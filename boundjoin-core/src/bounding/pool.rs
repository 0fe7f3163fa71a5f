//! Fixed-size worker pool shared by every parallel region of a run.

use std::{num::NonZeroUsize, sync::Arc};

use rayon::{ThreadPool, ThreadPoolBuilder, prelude::*};
use tracing::{Dispatch, Span, dispatcher};

use crate::{JoinError, error::Result};

/// Rayon pool plus the item count below which regions stay sequential.
///
/// Cloning is cheap and shares the underlying threads.
#[derive(Clone, Debug)]
pub(crate) struct WorkerPool {
    pool: Arc<ThreadPool>,
    threads: usize,
    threshold: usize,
}

impl WorkerPool {
    /// Builds a pool of `threads` workers. Regions with at most
    /// `threads * per_thread` items run on the calling thread.
    pub(crate) fn new(threads: NonZeroUsize, per_thread: usize) -> Result<Self> {
        let pool = ThreadPoolBuilder::new()
            .num_threads(threads.get())
            .thread_name(|index| format!("boundjoin-worker-{index}"))
            .build()
            .map_err(|error| JoinError::ThreadPool {
                message: Arc::from(error.to_string()),
            })?;
        Ok(Self {
            pool: Arc::new(pool),
            threads: threads.get(),
            threshold: threads.get().saturating_mul(per_thread),
        })
    }

    pub(crate) fn threads(&self) -> usize {
        self.threads
    }

    /// Returns `true` when a region over `items` should fan out.
    pub(crate) fn is_parallel(&self, items: usize) -> bool {
        items > self.threshold
    }

    /// Runs `op` inside the pool so nested rayon calls use its workers.
    ///
    /// The caller's subscriber and current span travel with `op`, so events
    /// raised on the worker stay attached to the calling context.
    pub(crate) fn install<R, OP>(&self, op: OP) -> R
    where
        OP: FnOnce() -> R + Send,
        R: Send,
    {
        let dispatch = dispatcher::get_default(Dispatch::clone);
        let span = Span::current();
        self.pool
            .install(move || dispatcher::with_default(&dispatch, || span.in_scope(op)))
    }

    /// Splits `items` into one contiguous partition per worker and maps each.
    ///
    /// Results come back in partition order. Small inputs map as a single
    /// partition on the calling thread.
    pub(crate) fn map_partitions<I, R, F>(&self, items: &[I], map: F) -> Vec<R>
    where
        I: Sync,
        R: Send,
        F: Fn(&[I]) -> R + Sync + Send,
    {
        if !self.is_parallel(items.len()) {
            return vec![map(items)];
        }
        items
            .par_chunks(items.len().div_ceil(self.threads))
            .map(map)
            .collect()
    }
}
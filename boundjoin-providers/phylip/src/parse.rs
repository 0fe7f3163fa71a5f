//! Line-oriented PHYLIP distance-matrix parsing.

use std::{io::BufRead, ops::Range};

use crate::errors::PhylipError;

/// Layout of the matrix body.
///
/// Detected from the number of values on the first taxon line: none means
/// lower-triangular, `n - 1` means upper-triangular, anything else is read as
/// a square row that may wrap onto continuation lines.
#[derive(Clone, Copy, Debug, Eq, PartialEq)]
pub enum PhylipShape {
    /// Every row lists all `n` distances, diagonal included.
    Square,
    /// Row `i` lists the distances to taxa `0..i`.
    Lower,
    /// Row `i` lists the distances to taxa `i + 1..n`.
    Upper,
}

impl PhylipShape {
    fn detect(taxa: usize, first_line_values: usize) -> Self {
        match first_line_values {
            0 => Self::Lower,
            values if taxa > 1 && values == taxa - 1 => Self::Upper,
            _ => Self::Square,
        }
    }

    fn columns(self, row: usize, taxa: usize) -> Range<usize> {
        match self {
            Self::Square => 0..taxa,
            Self::Lower => 0..row,
            Self::Upper => row + 1..taxa,
        }
    }
}

/// A parsed matrix body with a row-major `taxa × taxa` distance buffer.
pub(crate) struct ParsedMatrix {
    pub(crate) labels: Vec<String>,
    pub(crate) distances: Vec<f64>,
    pub(crate) shape: PhylipShape,
}

type NumberedLine = (usize, String);

pub(crate) fn parse<R: BufRead>(reader: R) -> Result<ParsedMatrix, PhylipError> {
    let mut lines = reader
        .lines()
        .enumerate()
        .map(|(index, line)| line.map(|text| (index + 1, text)));
    let (_, header) = next_content(&mut lines)?.ok_or(PhylipError::EmptyInput)?;
    let taxa = parse_header(&header)?;

    let mut labels = Vec::with_capacity(taxa);
    let mut distances = vec![0.0; taxa * taxa];
    let mut detected = None;
    for row in 0..taxa {
        let missing = PhylipError::MissingRow {
            expected: taxa,
            found: row,
        };
        let (_, line) = next_content(&mut lines)?.ok_or(missing)?;
        let mut tokens = line.split_whitespace();
        let label = tokens.next().unwrap_or_default().to_owned();
        let first: Vec<&str> = tokens.collect();
        let shape = *detected.get_or_insert_with(|| PhylipShape::detect(taxa, first.len()));
        let columns = shape.columns(row, taxa);

        let mut values = Vec::with_capacity(columns.len());
        push_values(row, &first, columns.len(), &mut values)?;
        while values.len() < columns.len() {
            let (_, continuation) =
                next_content(&mut lines)?.ok_or(PhylipError::MissingRow {
                    expected: taxa,
                    found: row,
                })?;
            let tokens: Vec<&str> = continuation.split_whitespace().collect();
            push_values(row, &tokens, columns.len(), &mut values)?;
        }

        for (column, value) in columns.zip(values) {
            distances[row * taxa + column] = value;
            if shape != PhylipShape::Square {
                distances[column * taxa + row] = value;
            }
        }
        labels.push(label);
    }

    if let Some((line, _)) = next_content(&mut lines)? {
        return Err(PhylipError::TrailingData { line });
    }
    Ok(ParsedMatrix {
        labels,
        distances,
        shape: detected.unwrap_or(PhylipShape::Square),
    })
}

fn next_content<I>(lines: &mut I) -> Result<Option<NumberedLine>, PhylipError>
where
    I: Iterator<Item = std::io::Result<NumberedLine>>,
{
    for line in lines {
        let (number, text) = line?;
        if !text.trim().is_empty() {
            return Ok(Some((number, text)));
        }
    }
    Ok(None)
}

fn parse_header(header: &str) -> Result<usize, PhylipError> {
    let invalid = || PhylipError::InvalidHeader {
        header: header.trim().to_owned(),
    };
    let mut tokens = header.split_whitespace();
    let taxa = tokens
        .next()
        .and_then(|token| token.parse::<usize>().ok())
        .filter(|&taxa| taxa > 0)
        .ok_or_else(invalid)?;
    if tokens.next().is_some() {
        return Err(invalid());
    }
    Ok(taxa)
}

fn push_values(
    row: usize,
    tokens: &[&str],
    expected: usize,
    values: &mut Vec<f64>,
) -> Result<(), PhylipError> {
    let found = values.len() + tokens.len();
    if found > expected {
        return Err(PhylipError::RowLength {
            row,
            expected,
            found,
        });
    }
    for token in tokens {
        let value = token
            .parse::<f64>()
            .ok()
            .filter(|value| value.is_finite())
            .ok_or_else(|| PhylipError::InvalidValue {
                row,
                token: (*token).to_owned(),
            })?;
        values.push(value);
    }
    Ok(())
}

The problem> An exact copy is required of each line from the one containing "let found = values.len() + tokens.len();" through the last line of the material, and of no other line.

Exercise response>
    let found = values.len() + tokens.len();
    if found > expected {
        return Err(PhylipError::RowLength {
            row,
            expected,
            found,
        });
    }
    for token in tokens {
        let value = token
            .parse::<f64>()
            .ok()
            .filter(|value| value.is_finite())
            .ok_or_else(|| PhylipError::InvalidValue {
                row,
                token: (*token).to_owned(),
            })?;
        values.push(value);
    }
    Ok(())
}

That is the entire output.